**Required work**
Reproduce the data exactly as it stands.

Stored data entries:
// =============================================================================
// Helpers
// =============================================================================

fn relay_config(upstream: &FakeBroker, downstream: &FakeBroker, poll_interval: &str) -> Config {
    let toml = format!(
        r#"
[upstream]
address = "{}"
keepalive = "5s"

[downstream]
address = "{}"
keepalive = "5s"

[relay]
topic_filter = "sensors/#"
poll_interval = "{}"
startup_timeout = "2s"
"#,
        upstream.address(),
        downstream.address(),
        poll_interval
    );
    Config::parse(&toml).unwrap()
}

fn reading(payload: &'static str) -> Publish {
    Publish {
        dup: false,
        qos: QoS::AtLeastOnce,
        retain: false,
        topic: "sensors/pi1/10/reading".to_string(),
        packet_id: None,
        payload: Bytes::from_static(payload.as_bytes()),
    }
}

async fn wait_for<F>(events: &mut broadcast::Receiver<RelayEvent>, pred: F) -> RelayEvent
where
    F: Fn(&RelayEvent) -> bool,
{
    timeout(Duration::from_secs(5), async {
        loop {
            match events.recv().await {
                Ok(event) if pred(&event) => return event,
                Ok(_) | Err(broadcast::error::RecvError::Lagged(_)) => continue,
                Err(broadcast::error::RecvError::Closed) => panic!("event channel closed"),
            }
        }
    })
    .await
    .expect("timed out waiting for relay event")
}

/// Running relay plus the handles a test needs to drive it
struct Running {
    events: broadcast::Receiver<RelayEvent>,
    shutdown: broadcast::Sender<()>,
    task: JoinHandle<(Bridge, Result<(), BridgeError>)>,
}

async fn start_relay(
    upstream: &FakeBroker,
    downstream: &FakeBroker,
    poll_interval: &str,
) -> Running {
    let config = relay_config(upstream, downstream, poll_interval);
    let mut bridge = Bridge::from_config(&config, Arc::new(MqttTransport::new())).unwrap();
    let events = bridge.subscribe_events();

    let report = bridge.start().await.unwrap();
    assert!(report.is_complete(), "startup incomplete: {:?}", report);

    let (shutdown, shutdown_rx) = broadcast::channel(1);
    let task = tokio::spawn(async move {
        let result = bridge.run(shutdown_rx).await;
        (bridge, result)
    });

    Running {
        events,
        shutdown,
        task,
    }
}

// =============================================================================
// Scenarios
// =============================================================================

#[tokio::test]
async fn test_startup_connects_both_and_subscribes_upstream() {
    let mut upstream = FakeBroker::start().await;
    let mut downstream = FakeBroker::start().await;
    let _relay = start_relay(&upstream, &downstream, "200ms").await;

    match upstream.next_packet().await {
        Packet::Connect(connect) => {
            assert_eq!(connect.client_id, "mqtt_bridge_external");
            assert!(!connect.clean_start);
            assert_eq!(connect.keep_alive, 5);
        }
        other => panic!("expected CONNECT, got {:?}", other),
    }
    match upstream.next_packet().await {
        Packet::Subscribe(subscribe) => {
            assert_eq!(subscribe.subscriptions.len(), 1);
            assert_eq!(subscribe.subscriptions[0].filter, "sensors/#");
            assert_eq!(subscribe.subscriptions[0].qos, QoS::AtLeastOnce);
        }
        other => panic!("expected SUBSCRIBE, got {:?}", other),
    }

    match downstream.next_packet().await {
        Packet::Connect(connect) => assert_eq!(connect.client_id, "mqtt_bridge_local"),
        other => panic!("expected CONNECT, got {:?}", other),
    }
    downstream.assert_no_connect(Duration::from_millis(500)).await;
}

#[tokio::test]
async fn test_message_forwarded_unchanged() {
    let mut upstream = FakeBroker::start().await;
    let mut downstream = FakeBroker::start().await;
    let mut relay = start_relay(&upstream, &downstream, "200ms").await;
    upstream.expect(|p| matches!(p, Packet::Subscribe(_))).await;

    upstream.publish(reading(r#"{"t":21.5}"#));

    // Upstream QoS 1 delivery is acknowledged
    upstream.expect(|p| matches!(p, Packet::PubAck(_))).await;

    match downstream.expect(|p| matches!(p, Packet::Publish(_))).await {
        Packet::Publish(publish) => {
            assert_eq!(publish.topic, "sensors/pi1/10/reading");
            assert_eq!(publish.payload, Bytes::from_static(br#"{"t":21.5}"#));
            assert_eq!(publish.qos, QoS::AtLeastOnce);
            assert!(!publish.retain);
            assert!(publish.packet_id.is_some());
        }
        _ => unreachable!(),
    }
    wait_for(&mut relay.events, |e| matches!(e, RelayEvent::Forwarded { .. })).await;
}
//! Topic name and filter validation
//!
//! Key rules:
//! - Topic names MUST NOT contain wildcards (+ or #)
//! - Topic filters MAY contain wildcards
//! - Multi-level wildcard (#) must be the last level on its own
//! - Single-level wildcard (+) must occupy an entire level
//! - Topics starting with $ are not matched by filters starting with a wildcard

const MAX_TOPIC_LEN: usize = 65535;

/// Validate a topic name (used in PUBLISH)
pub fn validate_topic_name(topic: &str) -> Result<(), &'static str> {
    if topic.is_empty() {
        return Err("topic name cannot be empty");
    }

    if topic.len() > MAX_TOPIC_LEN {
        return Err("topic name exceeds maximum length");
    }

    if topic.contains('\0') {
        return Err("topic name cannot contain null character");
    }

    if topic.contains(['+', '#']) {
        return Err("topic name cannot contain wildcards");
    }

    Ok(())
}

/// Validate a topic filter (used in SUBSCRIBE)
///
/// `$share/{group}/{filter}` is accepted when the group is non-empty and
/// free of wildcards; the inner filter is then validated as usual.
pub fn validate_topic_filter(filter: &str) -> Result<(), &'static str> {
    if filter.is_empty() {
        return Err("topic filter cannot be empty");
    }

    if filter.len() > MAX_TOPIC_LEN {
        return Err("topic filter exceeds maximum length");
    }

    if filter.contains('\0') {
        return Err("topic filter cannot contain null character");
    }

    let actual_filter = match filter.strip_prefix("$share/") {
        Some(rest) => {
            let (group, actual) = rest
                .split_once('/')
                .ok_or("invalid shared subscription format")?;
            if group.is_empty() {
                return Err("shared subscription group name cannot be empty");
            }
            if group.contains(['+', '#']) {
                return Err("shared subscription group name cannot contain wildcards");
            }
            if actual.is_empty() {
                return Err("shared subscription filter cannot be empty");
            }
            actual
        }
        None => filter,
    };

    let mut levels = actual_filter.split('/').peekable();
    while let Some(level) = levels.next() {
        if level.contains('#') {
            if level != "#" {
                return Err("multi-level wildcard must occupy entire level");
            }
            if levels.peek().is_some() {
                return Err("multi-level wildcard must be last level");
            }
        }
        if level.contains('+') && level != "+" {
            return Err("single-level wildcard must occupy entire level");
        }
    }

    Ok(())
}

/// Check if a topic filter matches a topic name
pub fn topic_matches_filter(topic: &str, filter: &str) -> bool {
    if topic.starts_with('$') && filter.starts_with(['+', '#']) {
        return false;
    }

    let mut topic_levels = topic.split('/');
    for filter_level in filter.split('/') {
        if filter_level == "#" {
            return true;
        }
        match topic_levels.next() {
            Some(level) if filter_level == "+" || filter_level == level => {}
            _ => return false,
        }
    }

    topic_levels.next().is_none()
}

**Exercise response**
// =============================================================================
// Helpers
// =============================================================================

fn relay_config(upstream: &FakeBroker, downstream: &FakeBroker, poll_interval: &str) -> Config {
    let toml = format!(
        r#"
[upstream]
address = "{}"
keepalive = "5s"

[downstream]
address = "{}"
keepalive = "5s"

[relay]
topic_filter = "sensors/#"
poll_interval = "{}"
startup_timeout = "2s"
"#,
        upstream.address(),
        downstream.address(),
        poll_interval
    );
    Config::parse(&toml).unwrap()
}

fn reading(payload: &'static str) -> Publish {
    Publish {
        dup: false,
        qos: QoS::AtLeastOnce,
        retain: false,
        topic: "sensors/pi1/10/reading".to_string(),
        packet_id: None,
        payload: Bytes::from_static(payload.as_bytes()),
    }
}

async fn wait_for<F>(events: &mut broadcast::Receiver<RelayEvent>, pred: F) -> RelayEvent
where
    F: Fn(&RelayEvent) -> bool,
{
    timeout(Duration::from_secs(5), async {
        loop {
            match events.recv().await {
                Ok(event) if pred(&event) => return event,
                Ok(_) | Err(broadcast::error::RecvError::Lagged(_)) => continue,
                Err(broadcast::error::RecvError::Closed) => panic!("event channel closed"),
            }
        }
    })
    .await
    .expect("timed out waiting for relay event")
}

/// Running relay plus the handles a test needs to drive it
struct Running {
    events: broadcast::Receiver<RelayEvent>,
    shutdown: broadcast::Sender<()>,
    task: JoinHandle<(Bridge, Result<(), BridgeError>)>,
}

async fn start_relay(
    upstream: &FakeBroker,
    downstream: &FakeBroker,
    poll_interval: &str,
) -> Running {
    let config = relay_config(upstream, downstream, poll_interval);
    let mut bridge = Bridge::from_config(&config, Arc::new(MqttTransport::new())).unwrap();
    let events = bridge.subscribe_events();

    let report = bridge.start().await.unwrap();
    assert!(report.is_complete(), "startup incomplete: {:?}", report);

    let (shutdown, shutdown_rx) = broadcast::channel(1);
    let task = tokio::spawn(async move {
        let result = bridge.run(shutdown_rx).await;
        (bridge, result)
    });

    Running {
        events,
        shutdown,
        task,
    }
}

// =============================================================================
// Scenarios
// =============================================================================

#[tokio::test]
async fn test_startup_connects_both_and_subscribes_upstream() {
    let mut upstream = FakeBroker::start().await;
    let mut downstream = FakeBroker::start().await;
    let _relay = start_relay(&upstream, &downstream, "200ms").await;

    match upstream.next_packet().await {
        Packet::Connect(connect) => {
            assert_eq!(connect.client_id, "mqtt_bridge_external");
            assert!(!connect.clean_start);
            assert_eq!(connect.keep_alive, 5);
        }
        other => panic!("expected CONNECT, got {:?}", other),
    }
    match upstream.next_packet().await {
        Packet::Subscribe(subscribe) => {
            assert_eq!(subscribe.subscriptions.len(), 1);
            assert_eq!(subscribe.subscriptions[0].filter, "sensors/#");
            assert_eq!(subscribe.subscriptions[0].qos, QoS::AtLeastOnce);
        }
        other => panic!("expected SUBSCRIBE, got {:?}", other),
    }

    match downstream.next_packet().await {
        Packet::Connect(connect) => assert_eq!(connect.client_id, "mqtt_bridge_local"),
        other => panic!("expected CONNECT, got {:?}", other),
    }
    downstream.assert_no_connect(Duration::from_millis(500)).await;
}

#[tokio::test]
async fn test_message_forwarded_unchanged() {
    let mut upstream = FakeBroker::start().await;
    let mut downstream = FakeBroker::start().await;
    let mut relay = start_relay(&upstream, &downstream, "200ms").await;
    upstream.expect(|p| matches!(p, Packet::Subscribe(_))).await;

    upstream.publish(reading(r#"{"t":21.5}"#));

    // Upstream QoS 1 delivery is acknowledged
    upstream.expect(|p| matches!(p, Packet::PubAck(_))).await;

    match downstream.expect(|p| matches!(p, Packet::Publish(_))).await {
        Packet::Publish(publish) => {
            assert_eq!(publish.topic, "sensors/pi1/10/reading");
            assert_eq!(publish.payload, Bytes::from_static(br#"{"t":21.5}"#));
            assert_eq!(publish.qos, QoS::AtLeastOnce);
            assert!(!publish.retain);
            assert!(publish.packet_id.is_some());
        }
        _ => unreachable!(),
    }
    wait_for(&mut relay.events, |e| matches!(e, RelayEvent::Forwarded { .. })).await;
}
//! Topic name and filter validation
//!
//! Key rules:
//! - Topic names MUST NOT contain wildcards (+ or #)
//! - Topic filters MAY contain wildcards
//! - Multi-level wildcard (#) must be the last level on its own
//! - Single-level wildcard (+) must occupy an entire level
//! - Topics starting with $ are not matched by filters starting with a wildcard

const MAX_TOPIC_LEN: usize = 65535;

/// Validate a topic name (used in PUBLISH)
pub fn validate_topic_name(topic: &str) -> Result<(), &'static str> {
    if topic.is_empty() {
        return Err("topic name cannot be empty");
    }

    if topic.len() > MAX_TOPIC_LEN {
        return Err("topic name exceeds maximum length");
    }

    if topic.contains('\0') {
        return Err("topic name cannot contain null character");
    }

    if topic.contains(['+', '#']) {
        return Err("topic name cannot contain wildcards");
    }

    Ok(())
}

/// Validate a topic filter (used in SUBSCRIBE)
///
/// `$share/{group}/{filter}` is accepted when the group is non-empty and
/// free of wildcards; the inner filter is then validated as usual.
pub fn validate_topic_filter(filter: &str) -> Result<(), &'static str> {
    if filter.is_empty() {
        return Err("topic filter cannot be empty");
    }

    if filter.len() > MAX_TOPIC_LEN {
        return Err("topic filter exceeds maximum length");
    }

    if filter.contains('\0') {
        return Err("topic filter cannot contain null character");
    }

    let actual_filter = match filter.strip_prefix("$share/") {
        Some(rest) => {
            let (group, actual) = rest
                .split_once('/')
                .ok_or("invalid shared subscription format")?;
            if group.is_empty() {
                return Err("shared subscription group name cannot be empty");
            }
            if group.contains(['+', '#']) {
                return Err("shared subscription group name cannot contain wildcards");
            }
            if actual.is_empty() {
                return Err("shared subscription filter cannot be empty");
            }
            actual
        }
        None => filter,
    };

    let mut levels = actual_filter.split('/').peekable();
    while let Some(level) = levels.next() {
        if level.contains('#') {
            if level != "#" {
                return Err("multi-level wildcard must occupy entire level");
            }
            if levels.peek().is_some() {
                return Err("multi-level wildcard must be last level");
            }
        }
        if level.contains('+') && level != "+" {
            return Err("single-level wildcard must occupy entire level");
        }
    }

    Ok(())
}

/// Check if a topic filter matches a topic name
pub fn topic_matches_filter(topic: &str, filter: &str) -> bool {
    if topic.starts_with('$') && filter.starts_with(['+', '#']) {
        return false;
    }

    let mut topic_levels = topic.split('/');
    for filter_level in filter.split('/') {
        if filter_level == "#" {
            return true;
        }
        match topic_levels.next() {
            Some(level) if filter_level == "+" || filter_level == level => {}
            _ => return false,
        }
    }

    topic_levels.next().is_none()
}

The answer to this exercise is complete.